Study Finds Kitchen Spoons Increase Risk of Medication Errors
Research published in the Annals of Internal Medicine warns against the common practice of using household spoons to estimate doses of liquid medicine.
Despite the availability of pharmacy-approved dosing cups, droppers, spoons, and syringes, some patients are still tempted to reach for the nearest kitchen spoon when administering liquid medicine. The FDA discourages the practice, and new research indicates that it may increase the chance of dosing errors by even practiced, confident caregivers.
The study, led by Brian Wansink, author of Mindless Eating: Why We Eat More Than We Think, examined the influence of spoon size on college students’ powers of estimation. A total of 195 subjects were first asked to pour exactly 1 teaspoon (5 mL) of liquid cold medicine into a regular teaspoon, then pour the exact same dose into a second medium-sized spoon, and then a third larger spoon. Researchers followed with a confidence assessment, asking subjects how secure they were in the accuracy and efficacy of the doses they poured.

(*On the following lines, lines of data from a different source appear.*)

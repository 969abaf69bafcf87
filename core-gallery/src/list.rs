use crate::error::{GalleryError, Result};
use std::ops::Index;

/// Ordered, fixed-length, non-empty sequence of assets.
///
/// There is no way to add or remove items after construction, so any index in
/// `0..len()` stays valid for the lifetime of the list.
#[derive(Debug, Clone, PartialEq, Eq)]
pub struct AssetList<T> {
    items: Box<[T]>,
}

impl<T> AssetList<T> {
    /// Build a list for the gallery called `gallery`.
    ///
    /// # Errors
    ///
    /// [`GalleryError::InvalidConfiguration`] if `items` is empty.
    pub fn new(gallery: &str, items: Vec<T>) -> Result<Self> {
        if items.is_empty() {
            return Err(GalleryError::InvalidConfiguration {
                gallery: gallery.to_string(),
                reason: "asset list must not be empty".to_string(),
            });
        }

        Ok(Self {
            items: items.into_boxed_slice(),
        })
    }

    /// Always at least 1.
    pub fn len(&self) -> usize {
        self.items.len()
    }

    /// Always `false`; present for API symmetry with slices.
    pub fn is_empty(&self) -> bool {
        self.items.is_empty()
    }

    pub fn get(&self, index: usize) -> Option<&T> {
        self.items.get(index)
    }

    pub fn first(&self) -> &T {
        &self.items[0]
    }

    pub fn iter(&self) -> std::slice::Iter<'_, T> {
        self.items.iter()
    }
}

impl<T> Index<usize> for AssetList<T> {
    type Output = T;

    fn index(&self, index: usize) -> &T {
        &self.items[index]
    }
}

impl<'a, T> IntoIterator for &'a AssetList<T> {
    type Item = &'a T;
    type IntoIter = std::slice::Iter<'a, T>;

    fn into_iter(self) -> Self::IntoIter {
        self.items.iter()
    }
}
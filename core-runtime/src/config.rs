//! # Core Configuration Module
//!
//! Provides configuration management for the gallery core.
//!
//! ## Overview
//!
//! The configuration system uses a builder pattern to construct a
//! `GaleriaConfig` holding the bundled asset lists, the presentation text and
//! the platform bridges. It enforces fail-fast validation: an app with an
//! empty gallery or no media service never starts.
//!
//! ## Required Inputs
//!
//! - Photo list (non-empty, images only)
//! - Video list (non-empty, videos only)
//! - Background track (an audio asset)
//! - `MediaService` - injected by the host, or the silent desktop default when
//!   the `desktop-shims` feature is enabled
//!
//! ## Optional Inputs
//!
//! - `LinkOpener` (desktop default: system launcher)
//! - External links, presentation captions, gallery retention policy
//!
//! ## Usage
//!
//! ```ignore
//! use core_runtime::config::{AssetManifest, GaleriaConfig};
//! use std::sync::Arc;
//!
//! let manifest = AssetManifest::from_json(include_str!("../assets/manifest.json"))?;
//! let config = GaleriaConfig::builder()
//!     .manifest(manifest)
//!     .media_service(Arc::new(MyMediaPlayer::new()))
//!     .build()?;
//! ```

use crate::error::{Error, Result};
use bridge_traits::{AssetKind, AssetRef, ExternalLink, LinkOpener, MediaService};
use serde::{Deserialize, Serialize};
use std::sync::Arc;

use crate::events::DEFAULT_EVENT_BUFFER_SIZE;

/// What happens to a gallery's cursor when its screen is left.
#[derive(Debug, Clone, Copy, PartialEq, Eq, Default, Serialize, Deserialize)]
#[serde(rename_all = "snake_case")]
pub enum GalleryRetention {
    /// Leaving a gallery screen tears it down; re-entering starts at the
    /// first asset again.
    #[default]
    ResetOnLeave,
    /// Both cursors survive screen changes for the whole session.
    Session,
}

/// Static text shown by the renderer.
#[derive(Debug, Clone, Default, PartialEq, Eq, Serialize, Deserialize)]
#[serde(default)]
pub struct Presentation {
    /// Large title on the cover screen.
    pub title: String,
    /// Author line under the title.
    pub subtitle: String,
    /// Header above the photo gallery.
    pub photo_caption: String,
    /// Lines under the photo gallery (camera, film stock).
    pub photo_footer: Vec<String>,
    /// Header above the video gallery.
    pub video_caption: String,
}

/// Bundled description of every asset the app ships with.
///
/// This is the compile-time-known asset collaborator: hosts embed the JSON
/// with `include_str!` (or build it in code) and nothing is discovered at
/// runtime.
#[derive(Debug, Clone, PartialEq, Eq, Serialize, Deserialize)]
pub struct AssetManifest {
    pub photos: Vec<AssetRef>,
    pub videos: Vec<AssetRef>,
    pub background_track: AssetRef,
    #[serde(default)]
    pub links: Vec<ExternalLink>,
    #[serde(default)]
    pub presentation: Presentation,
    #[serde(default)]
    pub gallery_retention: GalleryRetention,
}

impl AssetManifest {
    /// Parse a manifest from its JSON representation.
    pub fn from_json(json: &str) -> Result<Self> {
        Ok(serde_json::from_str(json)?)
    }
}

/// Core configuration for the gallery app.
///
/// Use [`GaleriaConfigBuilder`] to construct instances.
#[derive(Clone)]
pub struct GaleriaConfig {
    pub photos: Vec<AssetRef>,
    pub videos: Vec<AssetRef>,
    pub background_track: AssetRef,

    /// Platform audio primitive for the background track (required)
    pub media_service: Arc<dyn MediaService>,

    /// Browser launcher for the cover links (optional)
    pub link_opener: Option<Arc<dyn LinkOpener>>,

    pub external_links: Vec<ExternalLink>,
    pub presentation: Presentation,
    pub gallery_retention: GalleryRetention,

    /// Capacity of the event bus channel
    pub event_buffer_size: usize,
}

impl std::fmt::Debug for GaleriaConfig {
    fn fmt(&self, f: &mut std::fmt::Formatter<'_>) -> std::fmt::Result {
        f.debug_struct("GaleriaConfig")
            .field("photos", &self.photos.len())
            .field("videos", &self.videos.len())
            .field("background_track", &self.background_track)
            .field("media_service", &"MediaService { ... }")
            .field(
                "link_opener",
                &self.link_opener.as_ref().map(|_| "LinkOpener { ... }"),
            )
            .field("external_links", &self.external_links)
            .field("presentation", &self.presentation)
            .field("gallery_retention", &self.gallery_retention)
            .field("event_buffer_size", &self.event_buffer_size)
            .finish()
    }
}

fn validate_assets(gallery: &str, assets: &[AssetRef], kind: AssetKind) -> Result<()> {
    if assets.is_empty() {
        return Err(Error::InvalidConfiguration(format!(
            "The {} gallery needs at least one asset",
            gallery
        )));
    }

    if let Some(wrong) = assets.iter().find(|asset| asset.kind() != kind) {
        return Err(Error::InvalidConfiguration(format!(
            "The {} gallery only accepts {} assets, found {}",
            gallery, kind, wrong
        )));
    }

    Ok(())
}

impl GaleriaConfig {
    /// Creates a new builder for constructing a `GaleriaConfig`.
    pub fn builder() -> GaleriaConfigBuilder {
        GaleriaConfigBuilder::default()
    }

    /// Validates the configuration and returns an error if invalid.
    ///
    /// This checks:
    /// - Both galleries are non-empty and hold the right asset kind
    /// - The background track is an audio asset
    /// - Link ids are unique and URLs are `http(s)`
    /// - The event buffer can hold at least one event
    pub fn validate(&self) -> Result<()> {
        validate_assets("photo", &self.photos, AssetKind::Image)?;
        validate_assets("video", &self.videos, AssetKind::Video)?;

        if self.background_track.kind() != AssetKind::Audio {
            return Err(Error::InvalidConfiguration(format!(
                "Background track must be an audio asset, found {}",
                self.background_track
            )));
        }

        for (position, link) in self.external_links.iter().enumerate() {
            if !link.is_web_url() {
                return Err(Error::Config(format!(
                    "Link '{}' must use http or https: {}",
                    link.id, link.url
                )));
            }
            if self.external_links[..position]
                .iter()
                .any(|other| other.id == link.id)
            {
                return Err(Error::Config(format!("Duplicate link id '{}'", link.id)));
            }
        }

        if self.event_buffer_size == 0 {
            return Err(Error::Config(
                "Event buffer size must be greater than 0".to_string(),
            ));
        }

        Ok(())
    }

    /// Look up a cover link by id.
    pub fn link(&self, id: &str) -> Option<&ExternalLink> {
        self.external_links.iter().find(|link| link.id == id)
    }
}

#[cfg(not(feature = "desktop-shims"))]
fn media_service_missing_error() -> Error {
    Error::CapabilityMissing {
        capability: "MediaService".to_string(),
        message: "MediaService implementation is required for the background track. \
                 Desktop: ensure the 'desktop-shims' feature is enabled to use the default SilentMediaService. \
                 Android: inject a MediaPlayer-backed service."
            .to_string(),
    }
}

#[cfg(feature = "desktop-shims")]
fn provide_default_media_service() -> Result<Arc<dyn MediaService>> {
    use bridge_desktop::SilentMediaService;

    let service: Arc<dyn MediaService> = Arc::new(SilentMediaService::new());
    Ok(service)
}

#[cfg(not(feature = "desktop-shims"))]
fn provide_default_media_service() -> Result<Arc<dyn MediaService>> {
    Err(media_service_missing_error())
}

#[cfg(feature = "desktop-shims")]
fn provide_default_link_opener() -> Option<Arc<dyn LinkOpener>> {
    use bridge_desktop::SystemLinkOpener;

    let opener: Arc<dyn LinkOpener> = Arc::new(SystemLinkOpener::new());
    Some(opener)
}

#[cfg(not(feature = "desktop-shims"))]
fn provide_default_link_opener() -> Option<Arc<dyn LinkOpener>> {
    None
}

/// Builder for constructing [`GaleriaConfig`] instances.
#[derive(Default)]
pub struct GaleriaConfigBuilder {
    photos: Option<Vec<AssetRef>>,
    videos: Option<Vec<AssetRef>>,
    background_track: Option<AssetRef>,
    media_service: Option<Arc<dyn MediaService>>,
    link_opener: Option<Arc<dyn LinkOpener>>,
    external_links: Vec<ExternalLink>,
    presentation: Presentation,
    gallery_retention: GalleryRetention,
    event_buffer_size: Option<usize>,
}

impl GaleriaConfigBuilder {
    /// Take assets, links, captions and retention from a bundled manifest.
    /// Later builder calls override individual fields.
    pub fn manifest(mut self, manifest: AssetManifest) -> Self {
        self.photos = Some(manifest.photos);
        self.videos = Some(manifest.videos);
        self.background_track = Some(manifest.background_track);
        self.external_links = manifest.links;
        self.presentation = manifest.presentation;
        self.gallery_retention = manifest.gallery_retention;
        self
    }

    /// Sets the ordered photo list.
    pub fn photos(mut self, photos: Vec<AssetRef>) -> Self {
        self.photos = Some(photos);
        self
    }

    /// Sets the ordered video list.
    pub fn videos(mut self, videos: Vec<AssetRef>) -> Self {
        self.videos = Some(videos);
        self
    }

    /// Sets the looping background track.
    pub fn background_track(mut self, track: AssetRef) -> Self {
        self.background_track = Some(track);
        self
    }

    /// Sets the platform media service.
    ///
    /// If not provided, the silent desktop default is used when the
    /// `desktop-shims` feature is enabled.
    pub fn media_service(mut self, service: Arc<dyn MediaService>) -> Self {
        self.media_service = Some(service);
        self
    }

    /// Sets the link opener used by the cover screen links.
    pub fn link_opener(mut self, opener: Arc<dyn LinkOpener>) -> Self {
        self.link_opener = Some(opener);
        self
    }

    pub fn external_links(mut self, links: Vec<ExternalLink>) -> Self {
        self.external_links = links;
        self
    }

    pub fn presentation(mut self, presentation: Presentation) -> Self {
        self.presentation = presentation;
        self
    }

    pub fn gallery_retention(mut self, retention: GalleryRetention) -> Self {
        self.gallery_retention = retention;
        self
    }

    /// Sets the event bus capacity.
    ///
    /// Default: 64 events
    pub fn event_buffer_size(mut self, size: usize) -> Self {
        self.event_buffer_size = Some(size);
        self
    }

    /// Builds the configuration.
    ///
    /// # Errors
    ///
    /// - `InvalidConfiguration` if a gallery is missing or empty, or the
    ///   background track is missing or not audio
    /// - `CapabilityMissing` if no `MediaService` is available
    /// - `Config` for malformed links or a zero event buffer
    pub fn build(self) -> Result<GaleriaConfig> {
        let photos = self.photos.ok_or_else(|| {
            Error::InvalidConfiguration("Photo list is required".to_string())
        })?;
        let videos = self.videos.ok_or_else(|| {
            Error::InvalidConfiguration("Video list is required".to_string())
        })?;
        let background_track = self.background_track.ok_or_else(|| {
            Error::InvalidConfiguration("Background track is required".to_string())
        })?;

        let media_service = match self.media_service {
            Some(service) => service,
            None => provide_default_media_service()?,
        };

        let link_opener = self.link_opener.or_else(provide_default_link_opener);

        let config = GaleriaConfig {
            photos,
            videos,
            background_track,
            media_service,
            link_opener,
            external_links: self.external_links,
            presentation: self.presentation,
            gallery_retention: self.gallery_retention,
            event_buffer_size: self.event_buffer_size.unwrap_or(DEFAULT_EVENT_BUFFER_SIZE),
        };

        config.validate()?;
        Ok(config)
    }
}
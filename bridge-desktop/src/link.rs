//! Link opener backed by the platform launcher

use bridge_traits::{
    error::{BridgeError, Result},
    link::LinkOpener,
};
use std::io;
use std::process::{Child, Command, Stdio};
use std::thread;
use tracing::{debug, info, warn};

/// Opens URLs with `xdg-open` (Linux/BSD), `open` (macOS) or the
/// `url.dll` protocol handler (Windows).
#[derive(Debug, Clone, Default)]
pub struct SystemLinkOpener;

impl SystemLinkOpener {
    pub fn new() -> Self {
        Self
    }

    /// Program and arguments that hand `url` to the launcher of `os`.
    ///
    /// No launcher goes through a shell, so `&` and friends in a query
    /// string stay part of the URL.
    fn launcher(os: &str, url: &str) -> (&'static str, Vec<String>) {
        match os {
            "windows" => (
                "rundll32",
                vec!["url.dll,FileProtocolHandler".into(), url.into()],
            ),
            "macos" => ("open", vec![url.into()]),
            _ => ("xdg-open", vec![url.into()]),
        }
    }
}

/// Wait on `child` from a detached thread so the launcher does not linger
/// as a zombie until the app exits.
fn reap(mut child: Child) -> io::Result<thread::JoinHandle<()>> {
    thread::Builder::new()
        .name("galeria-link-reaper".into())
        .spawn(move || match child.wait() {
            Ok(status) => debug!(%status, "Link launcher exited"),
            Err(e) => warn!(error = %e, "Failed to wait on link launcher"),
        })
}

impl LinkOpener for SystemLinkOpener {
    fn open(&self, url: &str) -> Result<()> {
        if !(url.starts_with("https://") || url.starts_with("http://")) {
            return Err(BridgeError::OperationFailed(format!(
                "Refusing to open non-web URL: {}",
                url
            )));
        }

        let (program, args) = Self::launcher(std::env::consts::OS, url);
        let child = Command::new(program)
            .args(&args)
            .stdin(Stdio::null())
            .stdout(Stdio::null())
            .stderr(Stdio::null())
            .spawn()
            .map_err(|e| {
                warn!(program, error = %e, "Failed to launch link opener");
                BridgeError::NotAvailable(format!("{} could not be started: {}", program, e))
            })?;

        if let Err(e) = reap(child) {
            warn!(program, error = %e, "Could not spawn launcher reaper");
        }

        info!(url, program, "Handed link to system launcher");
        Ok(())
    }
}
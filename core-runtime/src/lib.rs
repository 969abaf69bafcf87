//! # Core Runtime Module
//!
//! Provides foundational runtime infrastructure for the gallery core:
//! - Logging and tracing infrastructure
//! - Configuration management (builder and bundled asset manifest)
//! - Event bus system
//!
//! ## Overview
//!
//! This crate contains the runtime utilities that the gallery, playback,
//! navigation and service crates depend on. It establishes the logging
//! conventions, the fail-fast configuration rules and the event broadcasting
//! mechanism renderers subscribe to.

pub mod config;
pub mod error;
pub mod events;
pub mod logging;

pub use error::{Error, Result};
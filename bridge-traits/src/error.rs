use thiserror::Error;

use crate::media::MediaHandle;

#[derive(Error, Debug)]
pub enum BridgeError {
    #[error("Bridge capability not available: {0}")]
    NotAvailable(String),

    #[error("Bridge operation failed: {0}")]
    OperationFailed(String),

    #[error("Unknown media handle: {0}")]
    UnknownHandle(MediaHandle),

    #[error("IO error: {0}")]
    Io(#[from] std::io::Error),
}

pub type Result<T> = std::result::Result<T, BridgeError>;
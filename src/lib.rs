//! Workspace placeholder crate.
//!
//! This crate exists to expose shared feature flags that map to the individual
//! workspace crates (e.g., `core-service`, `core-playback`, `core-gallery`).
//! Host applications can depend on `galeria-workspace` and enable the
//! documented features without needing to wire each crate individually:
//!
//! - `desktop-shims` (default): silent media service and system link opener
//!   from `bridge-desktop` are injected when the host provides none.
//! - `headless`: the façade without any desktop defaults; the host must inject
//!   every bridge.

#[cfg(any(feature = "desktop-shims", feature = "headless"))]
pub use core_service::*;
//! The [`GaleriaCore`] façade.

use crate::error::{CoreError, Result};
use crate::view::{GalleryKind, GalleryView, ViewState};
use bridge_traits::{AssetRef, ExternalLink, LinkOpener};
use core_gallery::GalleryModel;
use core_navigation::{NavigationController, Screen};
use core_playback::{InitHandle, PlaybackError, PlaybackState, PlaybackController};
use core_runtime::config::{GaleriaConfig, GalleryRetention, Presentation};
use core_runtime::events::{CoreEvent, EventBus, EventStream, LinkEvent};
use parking_lot::Mutex;
use std::fmt;
use std::sync::Arc;
use tracing::{debug, info, warn};

/// State touched by renderer callbacks. One lock keeps screen and cursors
/// consistent within a frame.
struct UiState {
    navigation: NavigationController,
    photos: GalleryModel<AssetRef>,
    videos: GalleryModel<AssetRef>,
}

impl UiState {
    fn gallery(&self, kind: GalleryKind) -> &GalleryModel<AssetRef> {
        match kind {
            GalleryKind::Photos => &self.photos,
            GalleryKind::Videos => &self.videos,
        }
    }

    fn gallery_mut(&mut self, kind: GalleryKind) -> &mut GalleryModel<AssetRef> {
        match kind {
            GalleryKind::Photos => &mut self.photos,
            GalleryKind::Videos => &mut self.videos,
        }
    }
}

/// Application core handed to the renderer.
///
/// Owns the navigation state machine, both galleries and the background
/// track. Created at app start, torn down with [`shutdown`](Self::shutdown)
/// or on drop.
pub struct GaleriaCore {
    ui: Mutex<UiState>,
    playback: Arc<PlaybackController>,
    link_opener: Option<Arc<dyn LinkOpener>>,
    links: Vec<ExternalLink>,
    presentation: Presentation,
    retention: GalleryRetention,
    events: EventBus,
}

impl GaleriaCore {
    /// Build the core from a validated configuration.
    ///
    /// Playback is not started yet; call [`start`](Self::start) once the
    /// first frame is scheduled.
    ///
    /// # Errors
    ///
    /// Configuration and gallery errors. Both are fatal at startup.
    pub fn new(config: GaleriaConfig) -> Result<Self> {
        config.validate()?;

        let events = EventBus::new(config.event_buffer_size);
        let photos = GalleryModel::new(GalleryKind::Photos.as_str(), config.photos)?
            .with_events(events.clone());
        let videos = GalleryModel::new(GalleryKind::Videos.as_str(), config.videos)?
            .with_events(events.clone());

        let playback = Arc::new(PlaybackController::new(
            config.media_service,
            config.background_track,
            Some(events.clone()),
        ));
        let navigation = NavigationController::new(playback.clone()).with_events(events.clone());

        info!(
            photos = photos.len(),
            videos = videos.len(),
            links = config.external_links.len(),
            retention = ?config.gallery_retention,
            "Galeria core created"
        );

        Ok(Self {
            ui: Mutex::new(UiState {
                navigation,
                photos,
                videos,
            }),
            playback,
            link_opener: config.link_opener,
            links: config.external_links,
            presentation: config.presentation,
            retention: config.gallery_retention,
            events,
        })
    }

    /// Start background music initialization. Returns immediately.
    pub fn start(&self) -> InitHandle {
        self.playback.initialize()
    }

    pub fn current_screen(&self) -> Screen {
        self.ui.lock().navigation.current_screen()
    }

    pub fn current_photo(&self) -> AssetRef {
        self.ui.lock().photos.current().clone()
    }

    pub fn current_video(&self) -> AssetRef {
        self.ui.lock().videos.current().clone()
    }

    pub fn playback_state(&self) -> PlaybackState {
        self.playback.state()
    }

    /// Why background music is missing, if it is.
    pub fn playback_error(&self) -> Option<PlaybackError> {
        self.playback.last_error()
    }

    /// Navigate to `target`, pausing or resuming music as needed.
    pub fn go_to(&self, target: Screen) {
        let mut ui = self.ui.lock();
        let previous = ui.navigation.go_to(target);

        if self.retention == GalleryRetention::ResetOnLeave && previous != target {
            if let Some(left) = GalleryKind::for_screen(previous) {
                debug!(gallery = %left, "Gallery screen left, resetting cursor");
                ui.gallery_mut(left).reset();
            }
        }
    }

    /// Advance the gallery on screen. `None` on the cover.
    pub fn next(&self) -> Option<AssetRef> {
        let mut ui = self.ui.lock();
        let kind = GalleryKind::for_screen(ui.navigation.current_screen())?;
        Some(ui.gallery_mut(kind).next().clone())
    }

    /// Step back in the gallery on screen. `None` on the cover.
    pub fn previous(&self) -> Option<AssetRef> {
        let mut ui = self.ui.lock();
        let kind = GalleryKind::for_screen(ui.navigation.current_screen())?;
        Some(ui.gallery_mut(kind).previous().clone())
    }

    pub fn links(&self) -> &[ExternalLink] {
        &self.links
    }

    pub fn presentation(&self) -> &Presentation {
        &self.presentation
    }

    /// Open the external link `id` in the system browser.
    ///
    /// Has no effect on playback or navigation.
    ///
    /// # Errors
    ///
    /// - [`CoreError::UnknownLink`] if no link has that id
    /// - [`CoreError::CapabilityMissing`] if no link opener is configured
    /// - [`CoreError::Bridge`] if the opener fails
    pub fn open_link(&self, id: &str) -> Result<()> {
        let link = self
            .links
            .iter()
            .find(|link| link.id == id)
            .ok_or_else(|| CoreError::UnknownLink(id.to_string()))?;

        let opener = self
            .link_opener
            .as_ref()
            .ok_or_else(|| CoreError::CapabilityMissing {
                capability: "LinkOpener".to_string(),
                message: "No link opener configured; external links cannot be opened".to_string(),
            })?;

        match opener.open(&link.url) {
            Ok(()) => {
                info!(link = %link.id, "Opened external link");
                self.publish(LinkEvent::Opened {
                    id: link.id.clone(),
                    url: link.url.clone(),
                });
                Ok(())
            }
            Err(err) => {
                warn!(link = %link.id, error = %err, "Failed to open external link");
                self.publish(LinkEvent::Failed {
                    id: link.id.clone(),
                    message: err.to_string(),
                });
                Err(err.into())
            }
        }
    }

    /// Snapshot for rendering one frame.
    pub fn view(&self) -> ViewState {
        let ui = self.ui.lock();
        let screen = ui.navigation.current_screen();
        let gallery = GalleryKind::for_screen(screen).map(|kind| {
            let model = ui.gallery(kind);
            GalleryView {
                gallery: kind,
                asset: model.current().clone(),
                index: model.index(),
                len: model.len(),
            }
        });

        ViewState {
            screen,
            gallery,
            playback: self.playback.state(),
            presentation: self.presentation.clone(),
            links: self.links.clone(),
        }
    }

    pub fn events(&self) -> &EventBus {
        &self.events
    }

    pub fn subscribe(&self) -> EventStream {
        EventStream::new(self.events.subscribe())
    }

    /// Release the background track. Idempotent; also runs on drop.
    pub fn shutdown(&self) {
        self.playback.teardown();
    }

    fn publish(&self, event: LinkEvent) {
        let _ = self.events.emit(CoreEvent::Link(event));
    }
}

impl Drop for GaleriaCore {
    fn drop(&mut self) {
        self.shutdown();
    }
}

impl fmt::Debug for GaleriaCore {
    fn fmt(&self, f: &mut fmt::Formatter<'_>) -> fmt::Result {
        f.debug_struct("GaleriaCore")
            .field("screen", &self.current_screen())
            .field("playback", &self.playback_state())
            .field("links", &self.links.len())
            .field("retention", &self.retention)
            .finish()
    }
}

#[cfg(test)]
mod tests {
    use super::*;
    use bridge_traits::{BridgeError, MediaHandle, MediaService};
    use mockall::{mock, predicate::*};

    mock! {
        Media {}

        impl MediaService for Media {
            fn create(&self, asset: &AssetRef) -> bridge_traits::Result<MediaHandle>;
            fn set_looping(&self, handle: MediaHandle, looping: bool) -> bridge_traits::Result<()>;
            fn start(&self, handle: MediaHandle) -> bridge_traits::Result<()>;
            fn pause(&self, handle: MediaHandle) -> bridge_traits::Result<()>;
            fn release(&self, handle: MediaHandle) -> bridge_traits::Result<()>;
        }
    }

    mock! {
        Opener {}

        impl LinkOpener for Opener {
            fn open(&self, url: &str) -> bridge_traits::Result<()>;
        }
    }

    const INSTAGRAM: &str = "https://www.instagram.com/sw0rks_/";

    fn config(opener: Option<MockOpener>) -> GaleriaConfig {
        let mut builder = GaleriaConfig::builder()
            .photos(vec![
                AssetRef::image("fotikoyo"),
                AssetRef::image("arbol"),
                AssetRef::image("campitooo"),
            ])
            .videos(vec![AssetRef::video("dolor"), AssetRef::video("blankito")])
            .background_track(AssetRef::audio("cavadov"))
            .media_service(Arc::new(MockMedia::new()))
            .external_links(vec![ExternalLink::new("instagram", "Instagram", INSTAGRAM)]);
        if let Some(opener) = opener {
            builder = builder.link_opener(Arc::new(opener));
        }
        builder.build().unwrap()
    }

    #[test]
    fn test_next_and_previous_follow_active_screen() {
        let core = GaleriaCore::new(config(None)).unwrap();

        assert_eq!(core.next(), None);
        assert_eq!(core.previous(), None);

        core.go_to(Screen::PhotoGallery);
        assert_eq!(core.next(), Some(AssetRef::image("arbol")));
        assert_eq!(core.current_video(), AssetRef::video("dolor"));

        core.go_to(Screen::VideoGallery);
        assert_eq!(core.previous(), Some(AssetRef::video("blankito")));
    }

    #[test]
    fn test_leaving_gallery_resets_cursor_by_default() {
        let core = GaleriaCore::new(config(None)).unwrap();
        core.go_to(Screen::PhotoGallery);
        core.next();
        core.next();
        assert_eq!(core.current_photo(), AssetRef::image("campitooo"));

        core.go_to(Screen::PhotoGallery);
        assert_eq!(core.current_photo(), AssetRef::image("campitooo"));

        core.go_to(Screen::Cover);
        assert_eq!(core.current_photo(), AssetRef::image("fotikoyo"));
    }

    #[test]
    fn test_hidden_gallery_opens_at_first_asset() {
        let core = GaleriaCore::new(config(None)).unwrap();

        // Stepping on the cover never touches a gallery.
        assert_eq!(core.next(), None);
        core.go_to(Screen::PhotoGallery);
        assert_eq!(core.current_photo(), AssetRef::image("fotikoyo"));

        core.next();
        core.go_to(Screen::VideoGallery);
        core.next();
        core.go_to(Screen::PhotoGallery);
        assert_eq!(core.current_photo(), AssetRef::image("fotikoyo"));
        assert_eq!(core.current_video(), AssetRef::video("dolor"));
    }

    #[test]
    fn test_session_retention_keeps_cursor() {
        let mut config = config(None);
        config.gallery_retention = GalleryRetention::Session;
        let core = GaleriaCore::new(config).unwrap();

        core.go_to(Screen::VideoGallery);
        core.next();
        core.go_to(Screen::Cover);
        assert_eq!(core.current_video(), AssetRef::video("blankito"));
    }

    #[test]
    fn test_open_link_delegates_to_opener() {
        let mut opener = MockOpener::new();
        opener
            .expect_open()
            .with(eq(INSTAGRAM))
            .times(1)
            .returning(|_| Ok(()));

        let core = GaleriaCore::new(config(Some(opener))).unwrap();
        core.open_link("instagram").unwrap();
        assert_eq!(core.current_screen(), Screen::Cover);
        assert_eq!(core.playback_state(), PlaybackState::Uninitialized);
    }

    #[test]
    fn test_open_link_errors() {
        let mut opener = MockOpener::new();
        opener
            .expect_open()
            .returning(|_| Err(BridgeError::NotAvailable("no browser".into())));
        let core = GaleriaCore::new(config(Some(opener))).unwrap();

        assert!(matches!(
            core.open_link("myspace"),
            Err(CoreError::UnknownLink(id)) if id == "myspace"
        ));
        assert!(matches!(
            core.open_link("instagram"),
            Err(CoreError::Bridge(BridgeError::NotAvailable(_)))
        ));
    }

    #[cfg(not(feature = "desktop-shims"))]
    #[test]
    fn test_open_link_without_opener() {
        let core = GaleriaCore::new(config(None)).unwrap();
        assert!(matches!(
            core.open_link("instagram"),
            Err(CoreError::CapabilityMissing { .. })
        ));
    }

    #[test]
    fn test_view_on_cover_has_no_gallery() {
        let core = GaleriaCore::new(config(None)).unwrap();
        let view = core.view();
        assert_eq!(view.screen, Screen::Cover);
        assert!(view.gallery.is_none());
        assert_eq!(view.links.len(), 1);
        assert_eq!(view.playback, PlaybackState::Uninitialized);
    }

    #[test]
    fn test_invalid_config_is_rejected() {
        let mut config = config(None);
        config.photos.clear();
        assert!(matches!(
            GaleriaCore::new(config),
            Err(CoreError::Runtime(core_runtime::Error::InvalidConfiguration(_)))
        ));
    }
}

Athough most reported high levels of confidence, researchers found that dosages varied directly with spoon size. When using the larger spoon, participants overdosed by 11.6%; when using the smaller spoon, they underdosed by 8.4%.
Since most cold medications are taken every 4 to 8 hours for the duration of a patient’s illness, frequent under- or overdosing, even by seemingly insignificant amounts, can have a cumulative impact of reduced efficacy or other consequences. The researchers also identify spoon dosing as a major cause of pediatric poisonings and emphasize the importance of patient education to increase awareness of the problem.
Pharmacists can play a key role in error prevention by ensuring access to accurate measuring devices and by reminding customers to faithfully use them when pouring liquid medicine for themselves or their families.